▶ Records for the exercise
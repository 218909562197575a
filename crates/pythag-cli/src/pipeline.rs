// End-to-end analysis run: ingest -> aggregate -> fit -> predict, plus the
// one-run breakdown for the configured team.

use pythag_core::estimate::{fit_exponent, PythagoreanModel};
use pythag_core::one_run::{one_run_records, OneRunGameRecord};
use pythag_core::predict::{predict_batch, PredictionBatch, PredictionResult};
use pythag_core::record::{ingest, RawGameEntry};
use pythag_core::season::{aggregate, TeamSeasonSummary};
use tracing::{error, info, warn};

use crate::config::Config;

/// Outcome of the exponent fit.
///
/// A failed fit carries no exponent at all, so it can never be mistaken for
/// a fit that merely has a large error.
#[derive(Debug, Clone)]
pub enum FitStatus {
    Fitted {
        model: PythagoreanModel,
        predictions: PredictionBatch,
    },
    Failed {
        reason: String,
    },
}

/// Counts from the ingest stage.
#[derive(Debug, Clone, Copy, Default, PartialEq, Eq)]
pub struct IngestCounts {
    pub accepted: usize,
    pub rejected: usize,
    pub filtered: usize,
}

#[derive(Debug, Clone)]
pub struct PipelineReport {
    pub team: String,
    pub ingest: IngestCounts,
    pub summaries: Vec<TeamSeasonSummary>,
    pub fit: FitStatus,
    pub one_run: Vec<OneRunGameRecord>,
}

impl PipelineReport {
    pub fn model(&self) -> Option<&PythagoreanModel> {
        match &self.fit {
            FitStatus::Fitted { model, .. } => Some(model),
            FitStatus::Failed { .. } => None,
        }
    }

    pub fn predictions(&self) -> Option<&PredictionBatch> {
        match &self.fit {
            FitStatus::Fitted { predictions, .. } => Some(predictions),
            FitStatus::Failed { .. } => None,
        }
    }

    /// The configured team's predictions, ordered by season. Empty when the
    /// fit failed.
    pub fn team_predictions(&self) -> Vec<&PredictionResult> {
        self.predictions()
            .map(|batch| batch.for_team(&self.team))
            .unwrap_or_default()
    }
}

/// Run the full analysis over raw entries.
///
/// Rejected entries are logged and skipped. A fit failure is captured in
/// `FitStatus::Failed`; the one-run breakdown is produced either way.
pub fn run(entries: &[RawGameEntry], config: &Config) -> PipelineReport {
    let report = ingest(entries, config.fit.max_game_number);
    let counts = IngestCounts {
        accepted: report.records.len(),
        rejected: report.rejected.len(),
        filtered: report.filtered,
    };
    info!(
        "ingested {} games ({} rejected, {} filtered)",
        counts.accepted, counts.rejected, counts.filtered
    );

    let summaries = aggregate(&report.records);
    info!("aggregated {} team-seasons", summaries.len());

    let team = config.analysis.team.trim().to_string();
    let one_run = one_run_records(&report.records, &team);
    if one_run.is_empty() {
        warn!("no game records found for team {}", team);
    }

    let fit = match fit_exponent(&summaries) {
        Ok(model) => {
            let predictions = predict_batch(&model, &summaries);
            FitStatus::Fitted { model, predictions }
        }
        Err(e) => {
            error!("exponent fit failed: {}", e);
            FitStatus::Failed {
                reason: e.to_string(),
            }
        }
    };

    PipelineReport {
        team,
        ingest: counts,
        summaries,
        fit,
        one_run,
    }
}
// Win prediction from a fitted exponent, with residuals.

use serde::Serialize;
use tracing::warn;

use crate::error::PythagError;
use crate::estimate::PythagoreanModel;
use crate::season::TeamSeasonSummary;

/// Estimated vs actual wins for one team-season.
#[derive(Debug, Clone, PartialEq, Serialize)]
pub struct PredictionResult {
    pub team: String,
    pub season: u16,
    pub estimated_win_pct: f64,
    pub estimated_wins: i64,
    pub actual_wins: i64,
    /// `actual_wins - estimated_wins`
    pub residual: i64,
}

/// Pythagorean win percentage `R^k / (R^k + RA^k)`.
///
/// Evaluated as `1 / (1 + (RA/R)^k)`, which depends only on the run ratio.
/// A team that allowed no runs is assigned 1.0; one that scored none, 0.0.
pub fn pythagorean_win_pct(runs: u32, runs_allowed: u32, exponent: f64) -> Option<f64> {
    match (runs, runs_allowed) {
        (0, 0) => None,
        (_, 0) => Some(1.0),
        (0, _) => Some(0.0),
        (r, ra) => Some(1.0 / (1.0 + (f64::from(ra) / f64::from(r)).powf(exponent))),
    }
}

/// Convert a win percentage into a whole-game estimate.
///
/// Rounds half to even, so 67.5 -> 68 and 66.5 -> 66.
pub fn estimate_wins(win_pct: f64, total_games: u32) -> i64 {
    (win_pct * f64::from(total_games)).round_ties_even() as i64
}

/// Predict one team-season using the model's exponent.
pub fn predict(
    model: &PythagoreanModel,
    summary: &TeamSeasonSummary,
) -> Result<PredictionResult, PythagError> {
    predict_with_exponent(model.exponent, summary)
}

/// Predict one team-season with an explicit exponent. The summary does not
/// need defined log-ratios.
pub fn predict_with_exponent(
    exponent: f64,
    summary: &TeamSeasonSummary,
) -> Result<PredictionResult, PythagError> {
    let estimated_win_pct = pythagorean_win_pct(summary.runs, summary.runs_allowed, exponent)
        .ok_or_else(|| PythagError::UndefinedPrediction {
            team: summary.team.clone(),
            season: summary.season,
        })?;
    let estimated_wins = estimate_wins(estimated_win_pct, summary.total_games);
    let actual_wins = i64::from(summary.wins);
    Ok(PredictionResult {
        team: summary.team.clone(),
        season: summary.season,
        estimated_win_pct,
        estimated_wins,
        actual_wins,
        residual: actual_wins - estimated_wins,
    })
}

/// Mean of `|actual - estimated|` over the set, or `None` when it is empty.
pub fn mean_absolute_residual(predictions: &[PredictionResult]) -> Option<f64> {
    if predictions.is_empty() {
        return None;
    }
    let total: i64 = predictions.iter().map(|p| p.residual.abs()).sum();
    Some(total as f64 / predictions.len() as f64)
}

// ---------------------------------------------------------------------------
// Batch prediction
// ---------------------------------------------------------------------------

/// Predictions for many team-seasons. A row that cannot be predicted is
/// recorded in `failures` and does not stop the rest.
#[derive(Debug, Clone, Default)]
pub struct PredictionBatch {
    pub predictions: Vec<PredictionResult>,
    pub failures: Vec<PythagError>,
}

impl PredictionBatch {
    /// Headline error statistic over the successful predictions.
    pub fn mean_abs_residual(&self) -> Option<f64> {
        mean_absolute_residual(&self.predictions)
    }

    /// One team's predictions, ordered by season.
    pub fn for_team(&self, team: &str) -> Vec<&PredictionResult> {
        let mut rows: Vec<&PredictionResult> =
            self.predictions.iter().filter(|p| p.team == team).collect();
        rows.sort_by_key(|p| p.season);
        rows
    }
}

pub fn predict_batch(model: &PythagoreanModel, summaries: &[TeamSeasonSummary]) -> PredictionBatch {
    let mut batch = PredictionBatch::default();
    for summary in summaries {
        match predict(model, summary) {
            Ok(p) => batch.predictions.push(p),
            Err(e) => {
                warn!("skipping prediction: {}", e);
                batch.failures.push(e);
            }
        }
    }
    batch
}

#[cfg(test)]
mod tests {
    use super::*;
    use crate::estimate::FitDiagnostics;

    fn model(exponent: f64) -> PythagoreanModel {
        PythagoreanModel {
            exponent,
            mean_abs_error: 0.0,
            diagnostics: FitDiagnostics {
                rows_used: 0,
                rows_excluded: 0,
                sum_xx: 0.0,
                sum_xy: 0.0,
                r_squared: 0.0,
                classic_mean_abs_error: 0.0,
            },
            rows: Vec::new(),
        }
    }

    #[test]
    fn white_sox_2018_at_k_1_71() {
        // 706 runs scored, 715 allowed over a 140-game window.
        let summary = TeamSeasonSummary::from_totals("CHW", 2018, 706, 715, 62, 78);
        assert_eq!(summary.total_games, 140);
        let p = predict(&model(1.71), &summary).unwrap();
        assert!((p.estimated_win_pct - 0.494).abs() < 0.001, "got {}", p.estimated_win_pct);
        assert_eq!(p.estimated_wins, 69);
        assert_eq!(p.actual_wins, 62);
        assert_eq!(p.residual, -7);
    }

    #[test]
    fn win_pct_matches_power_form() {
        let k = 1.83;
        let (r, ra) = (750u32, 680u32);
        let direct = f64::from(r).powf(k) / (f64::from(r).powf(k) + f64::from(ra).powf(k));
        let pct = pythagorean_win_pct(r, ra, k).unwrap();
        assert!((pct - direct).abs() < 1e-12);
    }

    #[test]
    fn win_pct_is_scale_consistent() {
        let k = 1.71;
        let base = pythagorean_win_pct(700, 650, k).unwrap();
        for c in [2u32, 3, 10, 1000] {
            let scaled = pythagorean_win_pct(700 * c, 650 * c, k).unwrap();
            assert!((base - scaled).abs() < 1e-12, "scale {c}: {base} vs {scaled}");
        }
    }

    #[test]
    fn zero_run_edges() {
        assert_eq!(pythagorean_win_pct(12, 0, 1.71), Some(1.0));
        assert_eq!(pythagorean_win_pct(0, 12, 1.71), Some(0.0));
        assert_eq!(pythagorean_win_pct(0, 0, 1.71), None);
    }

    #[test]
    fn both_zero_is_undefined_prediction() {
        let summary = TeamSeasonSummary::from_totals("XXX", 2020, 0, 0, 0, 0);
        match predict(&model(2.0), &summary).unwrap_err() {
            PythagError::UndefinedPrediction { team, season } => {
                assert_eq!(team, "XXX");
                assert_eq!(season, 2020);
            }
            other => panic!("expected UndefinedPrediction, got: {other}"),
        }
    }

    #[test]
    fn rows_without_log_ratios_still_predict() {
        // Undefeated: excluded from fitting, but prediction only needs runs.
        let summary = TeamSeasonSummary::from_totals("NYY", 2019, 30, 0, 4, 0);
        assert!(!summary.is_fit_eligible());
        let p = predict(&model(1.71), &summary).unwrap();
        assert_eq!(p.estimated_win_pct, 1.0);
        assert_eq!(p.estimated_wins, 4);
        assert_eq!(p.residual, 0);
    }

    #[test]
    fn rounding_is_half_to_even() {
        assert_eq!(estimate_wins(0.5, 135), 68);
        assert_eq!(estimate_wins(0.5, 133), 66);
        assert_eq!(estimate_wins(0.5, 161), 80);
        assert_eq!(estimate_wins(0.26, 100), 26);
    }

    #[test]
    fn mean_absolute_residual_three_row_fixture() {
        // k = 2, 100 games each:
        //   500/500 -> .500 -> 50 est, 52 actual, residual  2
        //   600/400 -> .692 -> 69 est, 68 actual, residual -1
        //   400/600 -> .308 -> 31 est, 31 actual, residual  0
        // MAE = (2 + 1 + 0) / 3 = 1.0
        let summaries = vec![
            TeamSeasonSummary::from_totals("AAA", 2021, 500, 500, 52, 48),
            TeamSeasonSummary::from_totals("BBB", 2021, 600, 400, 68, 32),
            TeamSeasonSummary::from_totals("CCC", 2021, 400, 600, 31, 69),
        ];
        let batch = predict_batch(&model(2.0), &summaries);
        let residuals: Vec<i64> = batch.predictions.iter().map(|p| p.residual).collect();
        assert_eq!(residuals, vec![2, -1, 0]);
        assert_eq!(batch.mean_abs_residual(), Some(1.0));
    }

    #[test]
    fn mean_absolute_residual_empty_is_none() {
        assert_eq!(mean_absolute_residual(&[]), None);
    }

    #[test]
    fn batch_continues_past_undefined_rows() {
        let summaries = vec![
            TeamSeasonSummary::from_totals("AAA", 2021, 0, 0, 0, 0),
            TeamSeasonSummary::from_totals("BBB", 2021, 600, 400, 68, 32),
        ];
        let batch = predict_batch(&model(2.0), &summaries);
        assert_eq!(batch.predictions.len(), 1);
        assert_eq!(batch.failures.len(), 1);
        assert_eq!(batch.predictions[0].team, "BBB");
    }

    #[test]
    fn for_team_orders_by_season() {
        let summaries = vec![
            TeamSeasonSummary::from_totals("CHW", 2017, 686, 706, 78, 84),
            TeamSeasonSummary::from_totals("BOS", 2016, 878, 694, 97, 65),
            TeamSeasonSummary::from_totals("CHW", 2014, 660, 686, 73, 89),
        ];
        let batch = predict_batch(&model(1.71), &summaries);
        let seasons: Vec<u16> = batch.for_team("CHW").iter().map(|p| p.season).collect();
        assert_eq!(seasons, vec![2014, 2017]);
    }
}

▶ Task
Count the lines in the listing where the string "Some" appears, and give only the count.

▶ Answer to this exercise
9